Apesar das várias línguas, crenças e costumes, todos os
homens são cidadãos da mesma Pátria, membros da mesma Família e ramos da mesma Árvore;
todos tem a mesma origem, o mesmo destino e urna aspiração comum; todos
iniciaram a ascensão, embora alguns tenham subido mais que outros. Entre eles
não existe senão a diferença de progresso, como nas escolas dos nossos países
existem as classes e turmas.
Em absoluto não
existe arbitrariedade nem abandono. Anjos e demônios (1), não existem no
sentido vulgar; apenas existem espíritos superiores ou inferiores. Não existem
também criaturas que tenham sido deserdadas, nem tão pouco que fossem lançadas
eternamente ao mal e ao sofrimento. Jamais o clarão divino deixou de iluminar a
alma humana. “A alva, esta clareza que se
jaz na noite, também se fará na alma do escravo, do negro. Os mais vis tem por
lei respeitar os superiores”.
(1) Estes dois
qualificativos empregaram-se nos antigos ramos do espiritualismo para que as
inteligências rudimentares mais facilmente pudessem assimilar estas duas
categorias de espíritos - os bons e os maus. Hoje, são impróprios do nosso século;
só o fanático intolerante os pode admitir. (Nota do tradutor).
*
O Ideal não se encontra à primeira tentativa, mas após
muito esforço. O homem não é um ser decaído e em vez de começar a sua carreira
no vértice da escala donde se pretende que ele tenha saído, ele eleva-se
progressivamente, porém submetido por toda a vida às transformações inerentes
da sua natureza constitutiva. Se a primeira estação da vida fosse a perfeição,
o homem não passaria de uma inexplicável anomalia em contradição evidente com
os Leis da Natureza.
O homem não é o que a sua fraqueza imagina. O homem
terrestre não é o mestre da criação, nem tão pouco o último elo da cadeia que
une a criatura ao Criador. Entre Deus e nós não existe um vácuo, um deserto. O
espaço é povoado de uma hierarquia de seres mais perfeitos e poderosos que nós;
o orgulho, porém, cega-nos. Não é em nós que o progresso atingiu o seu apogeu.

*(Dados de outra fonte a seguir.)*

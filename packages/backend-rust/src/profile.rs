//! Demo student profile.
//!
//! The chat assistant is grounded in a sample student record (a GTU SEM-3
//! CSE student). The record is injected through [`crate::state::AppState`]
//! rather than constructed inside the chat handler, and can be replaced
//! wholesale by pointing `STUDENT_PROFILE_PATH` at a JSON file of the same
//! shape. There is no persistence behind it.

use std::collections::BTreeMap;
use std::path::Path;

use serde::{Deserialize, Serialize};

use attendance_core::{PreferenceTag, Subject};

#[derive(Clone, Debug, Serialize, Deserialize)]
pub struct BonusMarks {
    pub attendance: u32,
    pub first_four_days: u32,
    pub all_clear: u32,
    pub total: u32,
}

#[derive(Clone, Debug, Serialize, Deserialize)]
pub struct AttendancePolicies {
    pub minimum_exam_eligibility: f64,
    pub minimum_with_medical: f64,
    pub max_attendance_bonus: u32,
    pub first_four_days_bonus: u32,
    pub all_clear_bonus: u32,
}

/// One what-if row: attend this many of the remaining classes, land at this
/// final percentage.
#[derive(Clone, Debug, Serialize, Deserialize)]
pub struct Scenario {
    pub required_to_attend: u32,
    pub remaining_classes: u32,
    pub can_skip: u32,
    pub final_attendance: f64,
}

#[derive(Clone, Debug, Serialize, Deserialize)]
pub struct StudentProfile {
    pub university: String,
    pub semester: String,
    pub program: String,
    pub academic_year: String,
    pub current_attendance: f64,
    pub total_classes_completed: u32,
    pub attended_classes: u32,
    pub remaining_weeks: u32,
    pub exam_eligible: bool,
    pub bonus_eligible: bool,
    pub subjects: Vec<Subject>,
    pub bonus_marks: BonusMarks,
    pub policies: AttendancePolicies,
    pub scenarios: BTreeMap<String, Scenario>,
    pub warnings: Vec<String>,
}

impl StudentProfile {
    /// Load from `path` when given, falling back to the built-in sample on
    /// any read or parse failure.
    pub fn load(path: Option<&Path>) -> Self {
        let Some(path) = path else {
            return Self::sample();
        };

        match std::fs::read_to_string(path) {
            Ok(raw) => match serde_json::from_str(&raw) {
                Ok(profile) => profile,
                Err(err) => {
                    tracing::warn!(error = %err, path = %path.display(), "student profile file invalid, using sample");
                    Self::sample()
                }
            },
            Err(err) => {
                tracing::warn!(error = %err, path = %path.display(), "student profile file unreadable, using sample");
                Self::sample()
            }
        }
    }

    /// The built-in GTU sample record.
    pub fn sample() -> Self {
        let subjects = vec![
            subject("DS", "Data Structures", 85.0, 4, PreferenceTag::Liked),
            subject("DBMS", "Database Management System", 80.0, 4, PreferenceTag::Liked),
            subject("PS", "Probability and Statistics", 75.0, 3, PreferenceTag::Liked),
            subject("DF", "Digital Fundamentals", 70.0, 4, PreferenceTag::Neutral),
            subject("IC", "Indian Constitution", 55.0, 2, PreferenceTag::Disliked),
            subject(
                "PCE",
                "Professional Communication and Ethics",
                60.0,
                2,
                PreferenceTag::Disliked,
            ),
        ];

        let mut scenarios = BTreeMap::new();
        scenarios.insert(
            "maintain_current".to_string(),
            scenario(137, 190, 53, 72.0),
        );
        scenarios.insert("safe_buffer".to_string(), scenario(150, 190, 40, 75.0));
        scenarios.insert(
            "bonus_optimization".to_string(),
            scenario(160, 190, 30, 80.0),
        );
        scenarios.insert("minimum_safe".to_string(), scenario(134, 190, 56, 70.1));

        Self {
            university: "GTU".to_string(),
            semester: "SEM-3".to_string(),
            program: "CSE(DS)".to_string(),
            academic_year: "2025".to_string(),
            current_attendance: 72.0,
            total_classes_completed: 190,
            attended_classes: 137,
            remaining_weeks: 10,
            exam_eligible: true,
            bonus_eligible: true,
            subjects,
            bonus_marks: BonusMarks {
                attendance: 11,
                first_four_days: 4,
                all_clear: 0,
                total: 15,
            },
            policies: AttendancePolicies {
                minimum_exam_eligibility: 70.0,
                minimum_with_medical: 60.0,
                max_attendance_bonus: 15,
                first_four_days_bonus: 4,
                all_clear_bonus: 4,
            },
            scenarios,
            warnings: vec![
                "SAFE: Currently eligible for exams and bonus marks".to_string(),
                "CAUTION: Close to danger zone - monitor carefully and maintain buffer".to_string(),
                "SUBJECTS: IC (55%) and PCE (60%) below ideal levels - consider strategic attendance"
                    .to_string(),
            ],
        }
    }

    /// Narrative used when the chat AI is unreachable.
    pub fn fallback_narrative(&self) -> String {
        let liked: Vec<&str> = self
            .subjects
            .iter()
            .filter(|s| s.preference == PreferenceTag::Liked)
            .map(|s| s.code.as_str())
            .collect();
        let weak: Vec<String> = self
            .subjects
            .iter()
            .filter(|s| s.attendance < self.policies.minimum_exam_eligibility)
            .map(|s| format!("{} ({}%)", s.code, s.attendance))
            .collect();

        format!(
            "Based on your current {}% attendance status, you are eligible for {} exams and bonus marks. \
             With {} weeks remaining in {}, you need to maintain attendance above {}%. \
             Your liked subjects ({}) are performing well, but {} need attention. \
             You can earn up to {} attendance bonus marks currently.",
            self.current_attendance,
            self.university,
            self.remaining_weeks,
            self.semester,
            self.policies.minimum_exam_eligibility,
            liked.join(", "),
            if weak.is_empty() {
                "no subjects".to_string()
            } else {
                weak.join(" and ")
            },
            self.bonus_marks.total,
        )
    }

    /// Follow-up prompts surfaced next to a chat answer.
    pub fn suggestions(&self) -> Vec<String> {
        vec![
            format!(
                "How many classes do I need to attend to maintain {}%?",
                self.policies.minimum_exam_eligibility
            ),
            "What's my bonus marks potential with current attendance?".to_string(),
            "Which subjects should I focus on attending?".to_string(),
            format!("Am I safe for {} exam eligibility?", self.university),
            "How can I optimize my attendance strategy?".to_string(),
        ]
    }

    /// Shorter list shown with the offline narrative.
    pub fn fallback_suggestions(&self) -> Vec<String> {
        vec![
            "How many more classes do I need to attend?".to_string(),
            "What's my current bonus marks eligibility?".to_string(),
            "Which subjects need the most attention?".to_string(),
            format!(
                "What happens if I drop below {}%?",
                self.policies.minimum_exam_eligibility
            ),
        ]
    }
}

fn subject(code: &str, name: &str, attendance: f64, weekly: u32, tag: PreferenceTag) -> Subject {
    Subject {
        code: code.to_string(),
        name: name.to_string(),
        attendance,
        weekly_classes: weekly,
        preference: tag,
    }
}

fn scenario(required: u32, remaining: u32, can_skip: u32, final_attendance: f64) -> Scenario {
    Scenario {
        required_to_attend: required,
        remaining_classes: remaining,
        can_skip,
        final_attendance,
    }
}

#[cfg(test)]
mod tests {
    use super::*;

    #[test]
    fn sample_round_trips_through_json() {
        let sample = StudentProfile::sample();
        let json = serde_json::to_string(&sample).unwrap();
        let parsed: StudentProfile = serde_json::from_str(&json).unwrap();
        assert_eq!(parsed.subjects.len(), 6);
        assert_eq!(parsed.scenarios.len(), 4);
        assert_eq!(parsed.attended_classes, 137);
    }

    #[test]
    fn missing_override_falls_back_to_sample() {
        let profile = StudentProfile::load(Some(Path::new("/nonexistent/profile.json")));
        assert_eq!(profile.university, "GTU");
    }

    #[test]
    fn narrative_names_weak_subjects() {
        let narrative = StudentProfile::sample().fallback_narrative();
        assert!(narrative.contains("IC (55%)"));
        assert!(narrative.contains("PCE (60%)"));
        assert!(narrative.contains("72%"));
    }
}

Depois de Deus não somos nós os primeiros; pelo menos temos na nossa frente
mais degraus a percorrer que sob os nossos pés. “A vida existe em toda a parte; a alma em todas as coisas. Todos os corpos
escondem um Espírito. Não é só o homem que é seguido por uma sombra: - tudo, o
próprio calhau miserável, tem uma sombra atrás e adiante: tudo é alma que vive,
viveu e viverá”.
*
A harmonia do Universo resume-se em uma única lei: o
progresso em tudo e para tudo, tanto para o animal como para o vegetal e
mineral. Na natureza tudo está animado e espiritualizado; apenas nesta
espiritualidade existem graduações. O ser inferior possui um embrião o que no
superior se encontra já evoluído e em ação. Nada se perde nem se sacrifica;
todas as tendências se confinam e todas as existências se elevam: tudo segue a
mesma rotação, tudo vive da mesma maneira e morre utilmente. É na morte que a
Vida possui os seus elementos. Ela justifica-se por uma serie continua de
transformações infinitas; parte do infinitamente pequeno ao infinitamente
grande. Com isto, Deus não se amesquinha, porque sob a lei universal do
progresso, toda a vida manifestada se coordena e se encadeia. O princípio
espiritual, que possui existência própria, não pode sofrer nenhum golpe.
*
Tudo quanto vive é encarnação,
assim como evolução e transformação. As criaturas tanto progridem pela alma
como pelo invólucro. A doutrina do transformismo é verdadeira, mas deve-se
notar que essa Verdade se não reflete na reprodução pelos sexos, mas sim pela
das reencarnações. Os corpos não subsistem senão por intervalos. Permanente na
existência, mas temporária na forma material, a alma encarna-se segundo os
limites inerentes ao seu grau de evolução. Os costumes sucessivos que ela
assimila quando encarna, não passam de meras etapas na sua rota para o
progresso. A alma tende sempre a aperfeiçoar-se, como a enfermidade tende a
debelar-se. Tropeçando no mal, fixando-se no bem, caindo, levantando-se e
gravitando em volta de formas mais perfeitas, de órgãos mais sutis e mais flexíveis,
a alma fortifica-se, retempera-se, alarga as suas ideias, estende as suas
faculdades, instrui-se, melhora e vê desenrolar-se ante si a vida em longo rosário
de existências. “A cada um dos seus
passos no progresso o véu do destino vai-se erguendo, descobrindo ante seus
olhos a obra do Criador sob aspectos sempre novos em relação.”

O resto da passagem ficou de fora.